- **Task item**: Extract each line from the entries below that has the string "Sans" in it.

▶

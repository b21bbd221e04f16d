//! Fixed font configuration for text stamps.

/// Font used by [`RasterSurface::draw_text`](super::RasterSurface).
///
/// The canvas renders every text stamp with the same descriptor; it is chosen once
/// from the `[text]` config section when the surface is created.
#[derive(Debug, Clone, PartialEq)]
pub struct FontDescriptor {
    /// Font family name (e.g., "Sans", "Serif", "DejaVu Sans Mono")
    pub family: String,
    /// Font weight ("normal", "bold", "light" or numeric 100-900)
    pub weight: String,
    /// Font style ("normal", "italic", "oblique")
    pub style: String,
    /// Font size in points
    pub size: f64,
}

impl Default for FontDescriptor {
    fn default() -> Self {
        Self {
            family: "Sans".to_string(),
            weight: "normal".to_string(),
            style: "normal".to_string(),
            size: 16.0,
        }
    }
}

impl FontDescriptor {
    pub fn new(
        family: impl Into<String>,
        weight: impl Into<String>,
        style: impl Into<String>,
        size: f64,
    ) -> Self {
        Self {
            family: family.into(),
            weight: weight.into(),
            style: style.into(),
            size,
        }
    }

    /// Pango description string, e.g. `"Sans Bold 16"` or `"Serif Italic 12"`.
    ///
    /// Normal style and weight are left out, matching Pango's own defaults.
    pub fn to_pango_string(&self) -> String {
        let mut parts = vec![self.family.clone()];
        for attribute in [&self.style, &self.weight] {
            if !attribute.eq_ignore_ascii_case("normal") {
                parts.push(title_case(attribute));
            }
        }
        parts.push(format!("{}", self.size.round() as i32));
        parts.join(" ")
    }

    pub(crate) fn to_pango(&self) -> pango::FontDescription {
        pango::FontDescription::from_string(&self.to_pango_string())
    }
}

fn title_case(word: &str) -> String {
    let mut chars = word.chars();
    chars
        .next()
        .map(|first| first.to_uppercase().chain(chars.flat_map(char::to_lowercase)).collect())
        .unwrap_or_default()
}

#[cfg(test)]
mod tests {
    use super::*;

    #[test]
    fn default_descriptor_omits_normal_attributes() {
        assert_eq!(FontDescriptor::default().to_pango_string(), "Sans 16");
    }

    #[test]
    fn descriptor_includes_style_then_weight() {
        let font = FontDescriptor::new("Serif", "BOLD", "italic", 11.6);
        assert_eq!(font.to_pango_string(), "Serif Italic Bold 12");
    }
}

◀

- **The completed task**:
    /// Font family name (e.g., "Sans", "Serif", "DejaVu Sans Mono")
            family: "Sans".to_string(),
    /// Pango description string, e.g. `"Sans Bold 16"` or `"Serif Italic 12"`.
        assert_eq!(FontDescriptor::default().to_pango_string(), "Sans 16");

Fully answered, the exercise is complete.